▼▼▼
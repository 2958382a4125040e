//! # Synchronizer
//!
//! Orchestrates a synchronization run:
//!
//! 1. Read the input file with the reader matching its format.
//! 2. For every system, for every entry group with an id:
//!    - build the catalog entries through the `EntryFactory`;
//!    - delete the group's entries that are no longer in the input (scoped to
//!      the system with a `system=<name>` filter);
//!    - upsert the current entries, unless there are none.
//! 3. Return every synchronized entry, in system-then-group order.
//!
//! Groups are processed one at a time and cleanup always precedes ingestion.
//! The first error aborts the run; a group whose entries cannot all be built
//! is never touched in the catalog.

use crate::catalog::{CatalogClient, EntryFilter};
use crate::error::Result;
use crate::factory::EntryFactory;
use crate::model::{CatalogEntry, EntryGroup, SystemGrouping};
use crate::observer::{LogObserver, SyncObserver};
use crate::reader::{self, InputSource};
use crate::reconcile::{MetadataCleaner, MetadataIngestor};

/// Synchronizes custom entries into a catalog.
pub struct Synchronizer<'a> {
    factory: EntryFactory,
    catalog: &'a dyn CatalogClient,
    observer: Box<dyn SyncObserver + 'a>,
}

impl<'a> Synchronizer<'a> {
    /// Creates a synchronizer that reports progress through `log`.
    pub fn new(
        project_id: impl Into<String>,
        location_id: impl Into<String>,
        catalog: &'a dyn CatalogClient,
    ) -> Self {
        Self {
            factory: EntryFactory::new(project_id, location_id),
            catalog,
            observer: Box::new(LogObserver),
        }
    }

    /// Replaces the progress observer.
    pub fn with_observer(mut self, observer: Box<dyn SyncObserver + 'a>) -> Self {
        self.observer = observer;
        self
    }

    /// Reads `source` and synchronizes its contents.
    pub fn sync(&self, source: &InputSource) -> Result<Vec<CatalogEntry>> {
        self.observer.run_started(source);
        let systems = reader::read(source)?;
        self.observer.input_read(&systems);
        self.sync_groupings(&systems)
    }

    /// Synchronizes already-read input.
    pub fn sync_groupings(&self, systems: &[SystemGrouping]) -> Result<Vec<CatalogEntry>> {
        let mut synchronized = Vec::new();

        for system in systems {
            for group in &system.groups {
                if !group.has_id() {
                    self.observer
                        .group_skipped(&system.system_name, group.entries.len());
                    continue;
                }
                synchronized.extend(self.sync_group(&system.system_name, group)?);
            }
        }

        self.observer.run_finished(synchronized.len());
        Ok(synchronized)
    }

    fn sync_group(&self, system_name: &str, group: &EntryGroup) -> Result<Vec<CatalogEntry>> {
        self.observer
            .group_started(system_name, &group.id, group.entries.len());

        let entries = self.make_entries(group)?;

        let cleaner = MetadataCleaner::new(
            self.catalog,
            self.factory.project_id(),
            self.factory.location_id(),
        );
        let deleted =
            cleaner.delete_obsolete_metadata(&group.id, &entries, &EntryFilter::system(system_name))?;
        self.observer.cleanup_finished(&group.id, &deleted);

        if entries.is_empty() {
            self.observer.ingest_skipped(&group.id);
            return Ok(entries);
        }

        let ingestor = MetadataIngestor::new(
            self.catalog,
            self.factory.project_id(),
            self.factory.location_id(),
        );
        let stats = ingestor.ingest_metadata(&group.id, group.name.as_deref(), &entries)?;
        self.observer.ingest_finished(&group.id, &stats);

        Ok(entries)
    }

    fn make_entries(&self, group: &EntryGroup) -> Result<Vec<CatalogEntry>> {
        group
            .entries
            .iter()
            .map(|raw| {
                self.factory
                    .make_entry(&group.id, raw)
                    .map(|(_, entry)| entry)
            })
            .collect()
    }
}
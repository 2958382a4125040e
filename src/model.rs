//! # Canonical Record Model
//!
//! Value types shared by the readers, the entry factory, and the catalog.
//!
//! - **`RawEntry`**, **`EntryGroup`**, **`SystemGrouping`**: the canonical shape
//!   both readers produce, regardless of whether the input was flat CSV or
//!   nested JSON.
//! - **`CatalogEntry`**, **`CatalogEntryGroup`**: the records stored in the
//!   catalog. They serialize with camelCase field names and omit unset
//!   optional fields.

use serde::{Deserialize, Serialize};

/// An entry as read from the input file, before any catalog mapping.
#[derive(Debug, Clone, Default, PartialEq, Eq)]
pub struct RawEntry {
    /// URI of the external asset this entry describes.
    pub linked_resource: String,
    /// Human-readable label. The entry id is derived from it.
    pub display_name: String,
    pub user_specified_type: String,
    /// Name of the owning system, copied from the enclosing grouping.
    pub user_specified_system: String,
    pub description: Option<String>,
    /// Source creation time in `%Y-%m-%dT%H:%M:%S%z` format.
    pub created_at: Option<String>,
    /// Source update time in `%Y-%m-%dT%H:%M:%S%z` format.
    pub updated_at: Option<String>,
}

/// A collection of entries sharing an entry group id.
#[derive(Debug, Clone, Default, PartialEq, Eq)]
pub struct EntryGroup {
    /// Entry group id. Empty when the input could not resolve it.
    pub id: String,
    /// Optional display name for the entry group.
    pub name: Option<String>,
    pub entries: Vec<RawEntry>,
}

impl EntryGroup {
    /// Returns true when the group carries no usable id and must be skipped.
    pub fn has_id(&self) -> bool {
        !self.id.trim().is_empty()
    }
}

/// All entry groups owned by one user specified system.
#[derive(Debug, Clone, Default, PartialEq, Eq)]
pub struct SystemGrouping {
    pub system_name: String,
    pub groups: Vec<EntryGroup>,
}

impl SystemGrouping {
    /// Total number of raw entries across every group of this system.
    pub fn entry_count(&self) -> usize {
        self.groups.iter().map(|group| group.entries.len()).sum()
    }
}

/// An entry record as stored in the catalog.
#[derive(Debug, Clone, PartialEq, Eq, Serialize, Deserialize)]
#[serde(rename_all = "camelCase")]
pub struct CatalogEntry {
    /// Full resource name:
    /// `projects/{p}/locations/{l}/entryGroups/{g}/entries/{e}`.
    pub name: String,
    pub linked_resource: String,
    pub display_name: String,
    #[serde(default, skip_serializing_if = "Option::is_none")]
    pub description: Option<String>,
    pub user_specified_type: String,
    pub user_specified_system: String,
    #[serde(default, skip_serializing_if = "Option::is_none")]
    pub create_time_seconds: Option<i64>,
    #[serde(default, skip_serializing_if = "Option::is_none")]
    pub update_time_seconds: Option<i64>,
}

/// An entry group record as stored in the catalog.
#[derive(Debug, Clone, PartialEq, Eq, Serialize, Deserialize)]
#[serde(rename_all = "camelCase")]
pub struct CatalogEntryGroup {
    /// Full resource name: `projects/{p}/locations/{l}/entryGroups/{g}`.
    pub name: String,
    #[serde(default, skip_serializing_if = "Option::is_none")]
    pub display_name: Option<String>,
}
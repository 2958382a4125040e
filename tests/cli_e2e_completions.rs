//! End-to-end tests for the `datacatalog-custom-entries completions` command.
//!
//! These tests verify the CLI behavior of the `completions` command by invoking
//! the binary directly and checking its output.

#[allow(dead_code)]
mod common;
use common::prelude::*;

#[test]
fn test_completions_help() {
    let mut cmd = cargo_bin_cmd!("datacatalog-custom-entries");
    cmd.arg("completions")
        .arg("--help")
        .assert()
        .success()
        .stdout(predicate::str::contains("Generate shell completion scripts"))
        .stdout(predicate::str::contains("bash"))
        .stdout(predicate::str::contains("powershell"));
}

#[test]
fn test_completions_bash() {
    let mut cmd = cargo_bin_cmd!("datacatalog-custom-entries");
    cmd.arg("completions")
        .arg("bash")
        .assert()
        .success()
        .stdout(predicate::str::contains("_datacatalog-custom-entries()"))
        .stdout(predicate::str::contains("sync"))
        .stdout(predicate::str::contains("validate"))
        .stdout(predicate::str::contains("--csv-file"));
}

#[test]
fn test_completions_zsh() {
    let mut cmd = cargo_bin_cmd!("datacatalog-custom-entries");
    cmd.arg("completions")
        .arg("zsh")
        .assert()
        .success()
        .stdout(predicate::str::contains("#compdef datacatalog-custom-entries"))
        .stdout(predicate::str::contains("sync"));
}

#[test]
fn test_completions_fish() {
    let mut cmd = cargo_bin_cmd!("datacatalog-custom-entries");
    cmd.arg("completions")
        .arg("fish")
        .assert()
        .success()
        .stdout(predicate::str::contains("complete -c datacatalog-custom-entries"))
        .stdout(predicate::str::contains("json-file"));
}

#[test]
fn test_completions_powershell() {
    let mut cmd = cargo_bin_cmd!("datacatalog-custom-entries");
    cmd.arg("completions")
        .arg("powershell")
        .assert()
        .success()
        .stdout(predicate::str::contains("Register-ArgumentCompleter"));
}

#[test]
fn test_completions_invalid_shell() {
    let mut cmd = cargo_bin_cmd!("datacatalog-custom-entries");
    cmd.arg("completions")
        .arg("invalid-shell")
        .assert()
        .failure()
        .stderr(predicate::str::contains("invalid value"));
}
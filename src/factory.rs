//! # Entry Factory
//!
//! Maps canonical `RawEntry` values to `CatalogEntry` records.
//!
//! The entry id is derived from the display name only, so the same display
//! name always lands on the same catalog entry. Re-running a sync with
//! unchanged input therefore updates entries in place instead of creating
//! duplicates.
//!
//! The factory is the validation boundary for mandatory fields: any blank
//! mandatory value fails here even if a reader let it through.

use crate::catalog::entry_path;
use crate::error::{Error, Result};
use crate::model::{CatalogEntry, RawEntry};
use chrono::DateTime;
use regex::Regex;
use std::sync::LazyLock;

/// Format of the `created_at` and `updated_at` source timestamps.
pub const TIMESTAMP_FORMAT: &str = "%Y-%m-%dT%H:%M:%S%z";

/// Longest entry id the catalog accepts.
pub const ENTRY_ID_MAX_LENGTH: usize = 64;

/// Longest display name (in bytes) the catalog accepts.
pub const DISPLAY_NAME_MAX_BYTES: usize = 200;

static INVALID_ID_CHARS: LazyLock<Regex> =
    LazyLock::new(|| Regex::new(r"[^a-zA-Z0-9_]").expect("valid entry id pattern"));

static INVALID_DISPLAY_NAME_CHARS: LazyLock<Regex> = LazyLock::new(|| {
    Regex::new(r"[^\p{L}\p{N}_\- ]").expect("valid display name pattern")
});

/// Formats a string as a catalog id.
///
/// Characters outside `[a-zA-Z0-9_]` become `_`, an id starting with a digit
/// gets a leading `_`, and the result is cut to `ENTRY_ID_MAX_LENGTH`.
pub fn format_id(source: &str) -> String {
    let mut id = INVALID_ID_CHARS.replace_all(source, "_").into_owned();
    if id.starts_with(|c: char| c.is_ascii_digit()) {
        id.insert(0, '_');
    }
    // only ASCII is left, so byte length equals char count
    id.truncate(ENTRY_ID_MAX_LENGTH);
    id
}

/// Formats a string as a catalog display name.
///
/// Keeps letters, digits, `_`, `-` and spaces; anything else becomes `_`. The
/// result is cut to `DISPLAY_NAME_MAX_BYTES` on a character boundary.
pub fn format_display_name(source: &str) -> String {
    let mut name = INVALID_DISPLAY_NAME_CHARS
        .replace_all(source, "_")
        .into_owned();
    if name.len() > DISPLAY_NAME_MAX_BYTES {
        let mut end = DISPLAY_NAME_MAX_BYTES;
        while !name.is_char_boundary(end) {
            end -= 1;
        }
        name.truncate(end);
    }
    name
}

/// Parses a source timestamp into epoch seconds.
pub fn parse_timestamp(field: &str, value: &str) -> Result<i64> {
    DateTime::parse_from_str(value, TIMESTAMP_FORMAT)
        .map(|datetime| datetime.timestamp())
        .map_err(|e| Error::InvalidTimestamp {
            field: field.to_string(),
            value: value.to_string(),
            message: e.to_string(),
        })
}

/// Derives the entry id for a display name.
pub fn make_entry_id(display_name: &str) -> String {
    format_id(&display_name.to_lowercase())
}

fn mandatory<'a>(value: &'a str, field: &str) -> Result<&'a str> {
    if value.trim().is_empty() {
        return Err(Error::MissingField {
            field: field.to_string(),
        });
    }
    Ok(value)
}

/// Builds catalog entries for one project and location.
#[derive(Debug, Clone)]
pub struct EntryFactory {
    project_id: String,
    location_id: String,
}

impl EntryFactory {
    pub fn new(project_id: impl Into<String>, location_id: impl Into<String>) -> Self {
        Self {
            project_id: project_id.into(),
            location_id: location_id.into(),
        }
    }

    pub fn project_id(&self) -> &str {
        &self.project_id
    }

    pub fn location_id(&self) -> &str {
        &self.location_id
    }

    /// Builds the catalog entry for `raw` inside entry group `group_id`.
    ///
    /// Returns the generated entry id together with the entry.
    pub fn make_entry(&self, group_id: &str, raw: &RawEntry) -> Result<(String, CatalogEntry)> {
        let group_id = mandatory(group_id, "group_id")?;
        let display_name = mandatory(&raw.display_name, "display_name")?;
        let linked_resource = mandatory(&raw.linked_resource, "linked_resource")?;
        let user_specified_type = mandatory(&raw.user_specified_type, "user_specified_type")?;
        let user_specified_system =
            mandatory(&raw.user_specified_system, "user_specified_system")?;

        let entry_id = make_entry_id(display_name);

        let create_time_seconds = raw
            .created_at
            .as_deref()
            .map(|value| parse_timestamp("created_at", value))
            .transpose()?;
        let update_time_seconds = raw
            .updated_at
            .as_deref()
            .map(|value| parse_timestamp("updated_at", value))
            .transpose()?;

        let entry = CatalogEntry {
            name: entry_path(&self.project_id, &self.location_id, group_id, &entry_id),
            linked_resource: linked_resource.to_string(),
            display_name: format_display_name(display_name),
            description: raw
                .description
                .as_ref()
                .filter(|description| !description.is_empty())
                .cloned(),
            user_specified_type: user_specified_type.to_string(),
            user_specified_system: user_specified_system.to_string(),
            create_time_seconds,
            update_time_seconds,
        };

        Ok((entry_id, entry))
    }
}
▲▲▲
* [What to do]
Reproduce the records above exactly, from the first line to the line that holds "for system in", inclusive, and omit everything after it.

* [Answer box]
repository 2958382a4125040e
//! # Synchronizer
//!
//! Orchestrates a synchronization run:
//!
//! 1. Read the input file with the reader matching its format.
//! 2. For every system, for every entry group with an id:
//!    - build the catalog entries through the `EntryFactory`;
//!    - delete the group's entries that are no longer in the input (scoped to
//!      the system with a `system=<name>` filter);
//!    - upsert the current entries, unless there are none.
//! 3. Return every synchronized entry, in system-then-group order.
//!
//! Groups are processed one at a time and cleanup always precedes ingestion.
//! The first error aborts the run; a group whose entries cannot all be built
//! is never touched in the catalog.

use crate::catalog::{CatalogClient, EntryFilter};
use crate::error::Result;
use crate::factory::EntryFactory;
use crate::model::{CatalogEntry, EntryGroup, SystemGrouping};
use crate::observer::{LogObserver, SyncObserver};
use crate::reader::{self, InputSource};
use crate::reconcile::{MetadataCleaner, MetadataIngestor};

/// Synchronizes custom entries into a catalog.
pub struct Synchronizer<'a> {
    factory: EntryFactory,
    catalog: &'a dyn CatalogClient,
    observer: Box<dyn SyncObserver + 'a>,
}

impl<'a> Synchronizer<'a> {
    /// Creates a synchronizer that reports progress through `log`.
    pub fn new(
        project_id: impl Into<String>,
        location_id: impl Into<String>,
        catalog: &'a dyn CatalogClient,
    ) -> Self {
        Self {
            factory: EntryFactory::new(project_id, location_id),
            catalog,
            observer: Box::new(LogObserver),
        }
    }

    /// Replaces the progress observer.
    pub fn with_observer(mut self, observer: Box<dyn SyncObserver + 'a>) -> Self {
        self.observer = observer;
        self
    }

    /// Reads `source` and synchronizes its contents.
    pub fn sync(&self, source: &InputSource) -> Result<Vec<CatalogEntry>> {
        self.observer.run_started(source);
        let systems = reader::read(source)?;
        self.observer.input_read(&systems);
        self.sync_groupings(&systems)
    }

    /// Synchronizes already-read input.
    pub fn sync_groupings(&self, systems: &[SystemGrouping]) -> Result<Vec<CatalogEntry>> {
        let mut synchronized = Vec::new();

        for system in systems {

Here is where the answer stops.